Alle anzeigen / Alle verbergen

Kann ich Massenspektren z.B. für Veröffentlichungen oder Doktorarbeiten am Computer bearbeiten?

Bei Bedarf können Sie neben einem Ausdruck des Massenspektrums die Daten der Spektren entweder im ASCII-Format (zum Einlesen in Datenverarbeitungsprogramme wie EXCEL, ORIGIN o.ä.) oder als Bitmap der Originalabbildung (für die Weiterverarbeitung in entsprechenden Grafikprogrammen) erhalten.

Welche Informationen über die Probe benötigen wir?

Auskünfte über Struktur, Sequenz, Untereinheiten, biologische Aktivitäten, chemische Reaktivitäten, pH-Wert, bekannte oder vermutete Verunreinigungen und passende Lösungsmittel erleichtern das Handling der Proben und beschleunigen die Meßdauer. Bitte machen Sie falls erforderlich auch Angaben über möglicherweise vorhandene Risiken wie hohe Toxizität, Cancerogenität oder Radioaktivität. Vor der Präparation von empfindlichen Proben (Lagerstabilität < 24h) sollte unbedingt eine Terminabsprache getroffen werden. Nur so kann Meßzeit reserviert werden, um solche Proben möglichst umgehend zu vermessen.

Was ist zu beachten, wenn ich Proteine aus Gelbanden identifizieren will?

Wenn Sie Gelbanden abgeben möchten, färben Sie Ihre Gele bitte mit Coomassie Blau oder mit einer Silberfärbung ohne Vernetzungsreagenz (wie beispielsweise Glutardialdehyd), hierzu können Sie die Protokolle von uns erhalten. Ebenfalls geeignet sind Zn-Imidazol oder Cu-Färbung.

Was soll ich tun, wenn meine Proteinprobe noch Verunreinigungen enthält?

Im Zweifelsfall ist es im Fall von Proteinidentifizierungen manchmal besser, von einer sauberen Gelbande auszugehen.
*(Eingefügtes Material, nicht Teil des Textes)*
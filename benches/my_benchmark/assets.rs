use tree_census_stats::table::loader::read_csv;
use tree_census_stats::table::projection::project_tree_columns;
use tree_census_stats::table::Table;

const CITIES: [&str; 6] = ["Brooklyn", "Bronx", "Staten Island", "Astoria", "Flushing", "New York"];
const STATUSES: [&str; 3] = ["Alive", "Dead", "Stump"];

/// Census-shaped CSV text with `rows` rows.
///
/// Values come from a fixed linear congruential sequence so every run sees the
/// same data.
pub fn census_csv(rows: usize) -> String {
    let mut state: u64 = 0x5eed;
    let mut next = move || {
        state = state.wrapping_mul(6364136223846793005).wrapping_add(1442695040888963407);
        (state >> 33) as usize
    };

    let mut text = String::from("tree_id,zipcode,zip_city,tree_dbh,status\n");
    for id in 0..rows {
        let zipcode = 10001 + next() % 180;
        let city = CITIES[next() % CITIES.len()];
        let dbh = next() % 60;
        let status = STATUSES[next() % STATUSES.len()];
        text.push_str(&format!("{},{},{},{},{}\n", id, zipcode, city, dbh, status));
    }

    text
}

/// Projected working table with `rows` rows.
pub fn census_table(rows: usize) -> Table {
    let raw = read_csv(census_csv(rows).as_bytes()).unwrap();
    project_tree_columns(&raw).unwrap()
}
Welche Anforderungen werden an die Reinheit der Probe gestellt?

Die MALDI-MS erlaubt auch die Aufnahme von Massenspektren aus Gemischen, dies bedeutet jedoch nicht, das wir die Proben direkt aus dem Zelllysat messen können. Bitte versuchen Sie einigermaßen saubere Proben zur Messung abzugeben.

Bitte versuchen Sie Puffer mit ionischen Detergenzien (wie z.B. SDS, CHAPS, LDAO) oder schwerflüchtige Lösungsmittel wie z.B. DMSO zu vermeiden. Ebenfalls kritisch sind Glyzerin, Tween, Triton oder PEG, da diese die Kristallisation der Matrix behindern. Häufig ergeben diese Substanzen auch selbst Ionensignale im Sättigungsbereich des Detektors, da sie bereits eine Ladung tragen oder sich leicht ionisieren lassen. Salze wie Natriumchlorid, Phosphate, Tris oder auch Harnstoff sind in der Regel weniger kritisch.

Sollten solche obengenannten Chemikalien unabdingbar für die Probenaufarbeitung sein, müssen sie durch Reinigungsschritte entfernt werden! Wenn immer möglich, benutzen Sie bitte flüchtige Salze wie Ammoniumformiat, Ammoniumacetat, Ammoniumhydrogencarbonat. Flüchtige Lösungsmittel wie Wasser, Acetonitril, Methanol etc. sind zur Probenpräparation geeignet. Wenn immer möglich, säuern Sie ihre Proben an. Dafür sind leicht flüchtige organische Säuren wie Essigsäure oder Trifluoressigsäure geeignet.

Welche Probenmenge ist zur Aufnahme eines MALDI-Spektrums erforderlich?

Die Konzentration für Proteine sollte 10-100 pMol/ul liegen, bei einem Mindestvolumen von 5 ul. Für Peptide, Oligosaccheride sowie Oligonukleotide bei 10-50 pMol/ul, ebenfalls in mindestens 5 ul Lösung. Dabei gilt immer: lieber etwas konzentriertere Proben als große Volumina. Glykopeptide werden erfahrungsgemäß etwas weniger empfindlich detektiert, deshalb hier lieber etwas mehr. Bei Probenlösungen mit geringerer Konzentration können die Ionenströme die Nachweisgrenze der Detektoren unterschreiten. Geben Sie bitte bei gefriergetrockneten Proben Einwaagegewicht und erwartetes Molgewicht an.